A for economics, SCOTUS, deregulation, tax reform
B for immigration
C for the tweeting
A+++++++ for causing extreme butthurt to left loons
How was his constant lying performance - A+++++?
If you like your doctor, you can keep your doctor. Just a reminder of the previous liar in chief. Nothing new to see here.
If you like your doctor, you can keep your doctor. Just a reminder of the previous liar in chief.
Seriously? Can you not distinguish between (a) an expression of intent for what others, in that case Congress, will produce as a provision in a piece of legislation and how one expects third parties, insurance companies, to respond to the noted legislation and (b) a statement of what action one will take on one's own and that oneself is the only person who controls/determines whether indeed the stated outcome happens.?
- Former: Obama's "doctor" remark is an example of the former.
- Latter: Here's an example of the latter:
- "When this group comes back — hopefully with an agreement — this group and others from the Senate, from the House, comes back with an agreement, I’m signing it. I mean, I will be signing it. I’m not going to say, 'Oh, gee, I want this or I want that.' I’ll be signing it."
-- Donald Trump, "Remarks by President Trump in Meeting [...] on Immigration"
In the space of just a few days, Congress created a bipartisan deal and
Trump rejected it.
That is the difference between being wrong or not adequately anticipating outcomes, which is what happened re: "doctors," and outright lying, which is what happened with the deal Trump just the other day refused to sign.
You've conveniently ignored that many, many politicians, pundits and experts were calling BS on Obama's healthcare lies he was spreading to lull the populace into a false sense of security so he could get his signature plan enacted. He knew the opposition was correct. Hell, common sense told you as much. He knowingly and willingly lied to get what he wanted at the expense of the American people. He let the ends justify the means. But a lie is a lie no matter how you try to couch it. Trump does it. Obama did it. It's in the politician's nature to do so. Sad that you can only see it from a single side.
He knew the opposition was correct.
I don't know what he knew in that regard. He didn't tell me and I'm lousy at reading minds.
Hell, common sense told you as much.
I knew enough to think his expectations about what Congress and insurance companies would do in the wake of O-care's passage were beamish. But hen I'm a management consultant who a long-term client in the insurance industry, so that industry's business models and operations were/are well enough known to me that I could credibly think that.
He knowingly and willingly lied to get what he wanted at the expense of the American people.
What he did was articulate a set of expectation he held regarding the nature of economic behavior insurers were perform, all the while having zero ability to control their behavior and, once the bill passed, being bereft of the means to incorporate into it any provisions that would have catalyzed insurers to behave differently. Moreover, he allowed Congress to pass healthcare legislation that empowered Congress with the ability to, via the risk corridor payment authorization process, in effect, sabotage the legislation's efficacy. The instant Democrats lost control of Congress, that's exactly what Republicans did.

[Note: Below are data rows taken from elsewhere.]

use crate::input::Easing;
use anyhow::{Context, Result};
use serde::Deserialize;
use std::fs;
use std::path::{Path, PathBuf};

pub const DEFAULT_CONFIG_PATH: &str = "config/showcase.json";

#[derive(Debug, Clone, Deserialize)]
#[serde(default)]
pub struct WindowConfig {
    pub title: String,
    pub width: u32,
    pub height: u32,
    pub vsync: bool,
    pub fullscreen: bool,
    /// Multisample the scene pass.
    pub antialias: bool,
}

#[derive(Debug, Clone, Deserialize)]
pub struct AssetConfig {
    #[serde(default = "AssetConfig::default_model")]
    pub model: PathBuf,
    #[serde(default = "AssetConfig::default_environment")]
    pub environment: PathBuf,
}

#[derive(Debug, Clone, Deserialize)]
pub struct CameraConfig {
    #[serde(default = "CameraConfig::default_fov_degrees")]
    pub fov_degrees: f32,
    #[serde(default = "CameraConfig::default_near")]
    pub near: f32,
    #[serde(default = "CameraConfig::default_far")]
    pub far: f32,
    #[serde(default = "CameraConfig::default_distance")]
    pub distance: f32,
}

#[derive(Debug, Clone, Deserialize)]
pub struct PostConfig {
    #[serde(default = "PostConfig::default_enabled")]
    pub enabled: bool,
    #[serde(default = "PostConfig::default_rgb_shift_amount")]
    pub rgb_shift_amount: f32,
    #[serde(default)]
    pub rgb_shift_angle: f32,
    #[serde(default = "PostConfig::default_clear_color")]
    pub clear_color: [f32; 4],
}

#[derive(Debug, Clone, Deserialize)]
pub struct InputConfig {
    /// Full rotation span in radians; the pointer maps onto half of it either side of centre.
    #[serde(default = "InputConfig::default_rotation_range")]
    pub rotation_range: f32,
    #[serde(default = "InputConfig::default_tween_seconds")]
    pub tween_seconds: f32,
    #[serde(default)]
    pub easing: Easing,
}

#[derive(Debug, Clone, Deserialize)]
pub struct ViewportConfig {
    #[serde(default = "ViewportConfig::default_max_pixel_ratio")]
    pub max_pixel_ratio: f32,
}

#[derive(Debug, Clone, Deserialize, Default)]
pub struct FeatureConfig {
    #[serde(default)]
    pub orbit_controls: bool,
}

#[derive(Debug, Clone, Deserialize)]
pub struct OrbitConfig {
    #[serde(default = "OrbitConfig::default_damping")]
    pub damping: f32,
    #[serde(default = "OrbitConfig::default_rotate_speed")]
    pub rotate_speed: f32,
    #[serde(default = "OrbitConfig::default_zoom_speed")]
    pub zoom_speed: f32,
    #[serde(default = "OrbitConfig::default_min_distance")]
    pub min_distance: f32,
    #[serde(default = "OrbitConfig::default_max_distance")]
    pub max_distance: f32,
}

#[derive(Debug, Clone, Deserialize, Default)]
pub struct AppConfig {
    #[serde(default)]
    pub window: WindowConfig,
    #[serde(default)]
    pub assets: AssetConfig,
    #[serde(default)]
    pub camera: CameraConfig,
    #[serde(default)]
    pub post: PostConfig,
    #[serde(default)]
    pub input: InputConfig,
    #[serde(default)]
    pub viewport: ViewportConfig,
    #[serde(default)]
    pub features: FeatureConfig,
    #[serde(default)]
    pub orbit: OrbitConfig,
}

#[derive(Debug, Clone, Default)]
pub struct AppConfigOverrides {
    pub config_path: Option<PathBuf>,
    pub width: Option<u32>,
    pub height: Option<u32>,
    pub vsync: Option<bool>,
    pub antialias: Option<bool>,
    pub model: Option<PathBuf>,
    pub environment: Option<PathBuf>,
    pub rgb_shift_amount: Option<f32>,
    pub orbit_controls: Option<bool>,
}

impl Default for WindowConfig {
    fn default() -> Self {
        Self {
            title: "Scene Showcase".to_string(),
            width: 1280,
            height: 720,
            vsync: true,
            fullscreen: false,
            antialias: true,
        }
    }
}

impl WindowConfig {
    pub const ANTIALIAS_SAMPLES: u32 = 4;

    /// Requested scene-pass sample count; the backend may still drop to 1 if the format can't do it.
    pub fn msaa_samples(&self) -> u32 {
        if self.antialias {
            Self::ANTIALIAS_SAMPLES
        } else {
            1
        }
    }
}

impl AssetConfig {
    fn default_model() -> PathBuf {
        PathBuf::from("assets/models/DamagedHelmet.gltf")
    }

    fn default_environment() -> PathBuf {
        PathBuf::from("assets/environments/pond_bridge_night_1k.hdr")
    }
}

impl Default for AssetConfig {
    fn default() -> Self {
        Self { model: Self::default_model(), environment: Self::default_environment() }
    }
}

impl CameraConfig {
    const fn default_fov_degrees() -> f32 {
        45.0
    }

    const fn default_near() -> f32 {
        0.1
    }

    const fn default_far() -> f32 {
        1000.0
    }

    const fn default_distance() -> f32 {
        3.5
    }
}

impl Default for CameraConfig {
    fn default() -> Self {
        Self {
            fov_degrees: Self::default_fov_degrees(),
            near: Self::default_near(),
            far: Self::default_far(),
            distance: Self::default_distance(),
        }
    }
}

impl PostConfig {
    const fn default_enabled() -> bool {
        true
    }

    const fn default_rgb_shift_amount() -> f32 {
        0.003
    }

    const fn default_clear_color() -> [f32; 4] {
        [0.0, 0.0, 0.0, 0.0]
    }
}

impl Default for PostConfig {
    fn default() -> Self {
        Self {
            enabled: Self::default_enabled(),
            rgb_shift_amount: Self::default_rgb_shift_amount(),
            rgb_shift_angle: 0.0,
            clear_color: Self::default_clear_color(),
        }
    }
}

impl InputConfig {
    fn default_rotation_range() -> f32 {
        crate::input::DEFAULT_ROTATION_RANGE
    }

    const fn default_tween_seconds() -> f32 {
        crate::input::DEFAULT_TWEEN_SECONDS
    }
}

impl Default for InputConfig {
    fn default() -> Self {
        Self {
            rotation_range: Self::default_rotation_range(),
            tween_seconds: Self::default_tween_seconds(),
            easing: Easing::default(),
        }
    }
}

impl ViewportConfig {
    const fn default_max_pixel_ratio() -> f32 {
        crate::viewport::DEFAULT_MAX_PIXEL_RATIO
    }
}

impl Default for ViewportConfig {
    fn default() -> Self {
        Self { max_pixel_ratio: Self::default_max_pixel_ratio() }
    }
}

impl OrbitConfig {
    const fn default_damping() -> f32 {
        0.05
    }

    const fn default_rotate_speed() -> f32 {
        1.0
    }

    const fn default_zoom_speed() -> f32 {
        0.1
    }

    const fn default_min_distance() -> f32 {
        1.0
    }

    const fn default_max_distance() -> f32 {
        20.0
    }
}

impl Default for OrbitConfig {
    fn default() -> Self {
        Self {
            damping: Self::default_damping(),
            rotate_speed: Self::default_rotate_speed(),
            zoom_speed: Self::default_zoom_speed(),
            min_distance: Self::default_min_distance(),
            max_distance: Self::default_max_distance(),
        }
    }
}

impl AppConfig {
    pub fn load(path: impl AsRef<Path>) -> Result<Self> {
        let path = path.as_ref();
        let bytes =
            fs::read(path).with_context(|| format!("Failed to read config file {}", path.display()))?;
        let cfg = serde_json::from_slice(&bytes)
            .with_context(|| format!("Failed to parse config file {}", path.display()))?;
        Ok(cfg)
    }

    pub fn load_or_default(path: impl AsRef<Path>) -> Self {
        match Self::load(path) {
            Ok(cfg) => cfg,
            Err(err) => {
                log::warn!(target: "config", "Config load error: {err:?}. Falling back to defaults.");
                Self::default()
            }
        }
    }

    pub fn apply_overrides(&mut self, overrides: &AppConfigOverrides) {
        if let Some(width) = overrides.width {
            self.window.width = width;
        }
        if let Some(height) = overrides.height {
            self.window.height = height;
        }
        if let Some(vsync) = overrides.vsync {
            self.window.vsync = vsync;
        }
        if let Some(antialias) = overrides.antialias {
            self.window.antialias = antialias;
        }
        if let Some(model) = overrides.model.as_ref() {
            self.assets.model = model.clone();
        }
        if let Some(environment) = overrides.environment.as_ref() {
            self.assets.environment = environment.clone();
        }
        if let Some(amount) = overrides.rgb_shift_amount {
            self.post.rgb_shift_amount = amount;
        }
        if let Some(orbit) = overrides.orbit_controls {
            self.features.orbit_controls = orbit;
        }
    }
}

impl AppConfigOverrides {
    pub fn is_empty(&self) -> bool {
        self.applied_fields().is_empty() && self.config_path.is_none()
    }

    pub fn applied_fields(&self) -> Vec<&'static str> {
        let mut fields = Vec::new();
        if self.width.is_some() {
            fields.push("width");
        }
        if self.height.is_some() {
            fields.push("height");
        }
        if self.vsync.is_some() {
            fields.push("vsync");
        }
        if self.antialias.is_some() {
            fields.push("antialias");
        }
        if self.model.is_some() {
            fields.push("model");
        }
        if self.environment.is_some() {
            fields.push("environment");
        }
        if self.rgb_shift_amount.is_some() {
            fields.push("rgb_shift");
        }
        if self.orbit_controls.is_some() {
            fields.push("orbit");
        }
        fields
    }
}

#[cfg(test)]
mod tests {
    use super::*;
    use std::io::Write;
    use tempfile::NamedTempFile;

    #[test]
    fn partial_config_fills_defaults() {
        let mut file = NamedTempFile::new().expect("temp config");
        write!(file, r#"{{"post":{{"rgb_shift_amount":0.01}},"features":{{"orbit_controls":true}}}}"#)
            .expect("write config");
        let cfg = AppConfig::load(file.path()).expect("load config");
        assert!((cfg.post.rgb_shift_amount - 0.01).abs() < f32::EPSILON);
        assert!(cfg.post.enabled);
        assert!(cfg.features.orbit_controls);
        assert_eq!(cfg.window.width, 1280);
        assert!((cfg.camera.fov_degrees - 45.0).abs() < f32::EPSILON);
        assert!((cfg.viewport.max_pixel_ratio - 2.0).abs() < f32::EPSILON);
        assert_eq!(cfg.input.easing, Easing::Power2Out);
    }

    #[test]
    fn antialias_is_on_unless_config_turns_it_off() {
        assert!(AppConfig::default().window.antialias);
        assert_eq!(AppConfig::default().window.msaa_samples(), 4);

        let mut file = NamedTempFile::new().expect("temp config");
        write!(file, r#"{{"window":{{"antialias":false,"width":800}}}}"#).expect("write config");
        let mut cfg = AppConfig::load(file.path()).expect("load config");
        assert!(!cfg.window.antialias);
        assert_eq!(cfg.window.msaa_samples(), 1);
        assert_eq!(cfg.window.width, 800);
        assert!(cfg.window.vsync);

        let overrides = AppConfigOverrides { antialias: Some(true), ..Default::default() };
        cfg.apply_overrides(&overrides);
        assert_eq!(cfg.window.msaa_samples(), 4);
        assert_eq!(overrides.applied_fields(), vec!["antialias"]);
    }

    #[test]
    fn shipped_config_enables_antialiasing() {
        let path = Path::new(env!("CARGO_MANIFEST_DIR")).join(DEFAULT_CONFIG_PATH);
        let cfg = AppConfig::load(&path).expect("shipped config parses");
        assert!(cfg.window.antialias);
        assert!(cfg.post.enabled);
    }

    #[test]
    fn missing_file_falls_back_to_defaults() {
        let cfg = AppConfig::load_or_default("does/not/exist.json");
        assert!((cfg.camera.distance - 3.5).abs() < f32::EPSILON);
        assert!((cfg.input.tween_seconds - 1.0).abs() < f32::EPSILON);
        assert!(!cfg.features.orbit_controls);
    }

    #[test]
    fn overrides_replace_selected_fields() {
        let mut cfg = AppConfig::default();
        let overrides = AppConfigOverrides {
            width: Some(640),
            model: Some(PathBuf::from("helmet.gltf")),
            rgb_shift_amount: Some(0.0),
            ..Default::default()
        };
        cfg.apply_overrides(&overrides);
        assert_eq!(cfg.window.width, 640);
        assert_eq!(cfg.window.height, 720);
        assert_eq!(cfg.assets.model, PathBuf::from("helmet.gltf"));
        assert_eq!(cfg.post.rgb_shift_amount, 0.0);
        assert_eq!(overrides.applied_fields(), vec!["width", "model", "rgb_shift"]);
    }
}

Now, that the GOP Congress did what it did to the risk corridor model is what it is, but that they did it and that a consequence of their having done it is that insurers pulled out of various markets that weren't profitable without the corridor payments is just as undeniable as is the GOP Congress' refusal to authorize the payments that everyone knew were needed to prevent insurers from existing those markets/exchanges and/or increasing prices to make up for their having not exited them.
Are risk corridors simple to understand fully, not really. However, the behavior insurers exhibited in the absence of the expected risk corridor revenue streams was easily predictable by any undergraduate who'd taken Marketing 101 and Principles of Microeconomics. How so? Because of
the four strategic growth strategies that companies may pursue, the denial of the risk corridor payments removed all four of them from being viable/profitable options at the pricing levels and market penetration level required for O-care to function as designed. That left two options: exit inadequately profitable markets or increase prices so as the premiums collected yield adequate profit (in the minds of an insurer's prospective investors, shareholders and management).
Now the role of "adequate profit" wouldn't have come into play were insurance treated as a natural monopoly good/industry rather than as a differentiable good/monopolistically competitive industry. Everyone involved knows that, but what everyone involved didn't know is what firms would exist were such a transformation effected, and one can be sure that no insurer was going to advocate for such a sweeping philosophical change without knowing what would be its own status in the wake of such a change. Plain and simple: firms do not like uncertainty, least of all externally wrought uncertainty about their own going-concern assertion.
a lie is a lie no matter how you try to couch it.
A lie is a lie, and though there are different types of lies -- palters, fibs, equivocations, fabrications, exaggerations, prevarications, etc. -- a lie of no sort is not the same thing as being mistaken, naive, or ill-advised is that one knows 100% that what one was saying isn't so, cannot be so, will never be so, and was never before so. How can one tell the difference between a lie and a mistake? For the most part, context is the only way to cogently/soundly distinguish between the two.